The task: Pull every line containing the word "EvalResult" out of the material below.

□ □ □

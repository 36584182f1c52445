//! Arithmetic functions (spec §4.10, §4.4).

use rust_decimal::Decimal;
use rust_decimal::prelude::{FromPrimitive, ToPrimitive};

use super::{FunctionContext, FunctionRegistry, singleton};
use crate::evaluator::error::{EvalErrorKind, EvalResult};
use crate::model::{Collection, FhirPathValue};

pub fn register(r: &mut FunctionRegistry) {
    r.register("abs", 0, 0, |fc| numeric_unary(fc, |d| Ok(d.abs()), |i| i.checked_abs()));
    r.register("ceiling", 0, 0, |fc| {
        numeric_unary_to_int(fc, |d| d.ceil().to_i64())
    });
    r.register("floor", 0, 0, |fc| numeric_unary_to_int(fc, |d| d.floor().to_i64()));
    r.register("truncate", 0, 0, |fc| numeric_unary_to_int(fc, |d| d.trunc().to_i64()));
    r.register("round", 0, 1, |fc| {
        let precision = match fc.args.first() {
            Some(_) => int_arg(fc, 0)?,
            None => 0,
        };
        let Some(d) = decimal_input(fc)? else { return Ok(Collection::empty()) };
        Ok(Collection::single(FhirPathValue::Decimal(d.round_dp(precision.max(0) as u32))))
    });
    r.register("sqrt", 0, 0, |fc| {
        let Some(d) = decimal_input(fc)? else { return Ok(Collection::empty()) };
        let f = d.to_f64().ok_or(EvalErrorKind::ArithmeticOverflow)?;
        if f < 0.0 {
            return Ok(Collection::empty());
        }
        decimal_result(f.sqrt())
    });
    r.register("exp", 0, 0, |fc| {
        let Some(d) = decimal_input(fc)? else { return Ok(Collection::empty()) };
        let f = d.to_f64().ok_or(EvalErrorKind::ArithmeticOverflow)?;
        decimal_result(f.exp())
    });
    r.register("ln", 0, 0, |fc| {
        let Some(d) = decimal_input(fc)? else { return Ok(Collection::empty()) };
        let f = d.to_f64().ok_or(EvalErrorKind::ArithmeticOverflow)?;
        if f <= 0.0 {
            return Ok(Collection::empty());
        }
        decimal_result(f.ln())
    });
    r.register("log", 1, 1, |fc| {
        let base = decimal_arg(fc, 0)?.to_f64().ok_or(EvalErrorKind::ArithmeticOverflow)?;
        let Some(d) = decimal_input(fc)? else { return Ok(Collection::empty()) };
        let f = d.to_f64().ok_or(EvalErrorKind::ArithmeticOverflow)?;
        if f <= 0.0 || base <= 0.0 {
            return Ok(Collection::empty());
        }
        decimal_result(f.log(base))
    });
    r.register("power", 1, 1, |fc| {
        let exp = decimal_arg(fc, 0)?.to_f64().ok_or(EvalErrorKind::ArithmeticOverflow)?;
        let Some(d) = decimal_input(fc)? else { return Ok(Collection::empty()) };
        let f = d.to_f64().ok_or(EvalErrorKind::ArithmeticOverflow)?;
        let result = f.powf(exp);
        if result.is_nan() {
            return Ok(Collection::empty());
        }
        decimal_result(result)
    });
}

fn decimal_input(fc: &FunctionContext) -> EvalResult<Option<Decimal>> {
    match singleton(fc.input, fc.name)? {
        None => Ok(None),
        Some(FhirPathValue::Integer(i)) => Ok(Some(Decimal::from(*i))),
        Some(FhirPathValue::Decimal(d)) => Ok(Some(*d)),
        Some(other) => Err(EvalErrorKind::TypeMismatch(format!(
            "'{}' requires a numeric input, got {}",
            fc.name,
            other.type_name()
        ))
        .into()),
    }
}

fn decimal_arg(fc: &FunctionContext, idx: usize) -> EvalResult<Decimal> {
    match fc.args[idx].as_singleton() {
        Some(FhirPathValue::Integer(i)) => Ok(Decimal::from(*i)),
        Some(FhirPathValue::Decimal(d)) => Ok(*d),
        _ => Err(EvalErrorKind::TypeMismatch("expected a numeric argument".to_string()).into()),
    }
}

fn int_arg(fc: &FunctionContext, idx: usize) -> EvalResult<i64> {
    match fc.args[idx].as_singleton() {
        Some(FhirPathValue::Integer(i)) => Ok(*i),
        _ => Err(EvalErrorKind::TypeMismatch("expected an Integer argument".to_string()).into()),
    }
}

fn decimal_result(f: f64) -> EvalResult<Collection> {
    let d = Decimal::from_f64(f).ok_or(EvalErrorKind::ArithmeticOverflow)?;
    Ok(Collection::single(FhirPathValue::Decimal(d)))
}

/// Preserves Integer/Decimal typing per spec I3: `abs()` on an Integer stays
/// an Integer.
fn numeric_unary(
    fc: &FunctionContext,
    on_decimal: impl Fn(Decimal) -> EvalResult<Decimal>,
    on_int: impl Fn(i64) -> Option<i64>,
) -> EvalResult<Collection> {
    match singleton(fc.input, fc.name)? {
        None => Ok(Collection::empty()),
        Some(FhirPathValue::Integer(i)) => {
            let v = on_int(*i).ok_or(EvalErrorKind::ArithmeticOverflow)?;
            Ok(Collection::single(FhirPathValue::Integer(v)))
        }
        Some(FhirPathValue::Decimal(d)) => Ok(Collection::single(FhirPathValue::Decimal(on_decimal(*d)?))),
        Some(other) => Err(EvalErrorKind::TypeMismatch(format!(
            "'{}' requires a numeric input, got {}",
            fc.name,
            other.type_name()
        ))
        .into()),
    }
}

fn numeric_unary_to_int(fc: &FunctionContext, f: impl Fn(Decimal) -> Option<i64>) -> EvalResult<Collection> {
    match singleton(fc.input, fc.name)? {
        None => Ok(Collection::empty()),
        Some(FhirPathValue::Integer(i)) => Ok(Collection::single(FhirPathValue::Integer(*i))),
        Some(FhirPathValue::Decimal(d)) => {
            let v = f(*d).ok_or(EvalErrorKind::ArithmeticOverflow)?;
            Ok(Collection::single(FhirPathValue::Integer(v)))
        }
        Some(other) => Err(EvalErrorKind::TypeMismatch(format!(
            "'{}' requires a numeric input, got {}",
            fc.name,
            other.type_name()
        ))
        .into()),
    }
}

□ □ □

Task solution:
use crate::evaluator::error::{EvalErrorKind, EvalResult};
fn decimal_input(fc: &FunctionContext) -> EvalResult<Option<Decimal>> {
fn decimal_arg(fc: &FunctionContext, idx: usize) -> EvalResult<Decimal> {
fn int_arg(fc: &FunctionContext, idx: usize) -> EvalResult<i64> {
fn decimal_result(f: f64) -> EvalResult<Collection> {
    on_decimal: impl Fn(Decimal) -> EvalResult<Decimal>,
) -> EvalResult<Collection> {
fn numeric_unary_to_int(fc: &FunctionContext, f: impl Fn(Decimal) -> Option<i64>) -> EvalResult<Collection> {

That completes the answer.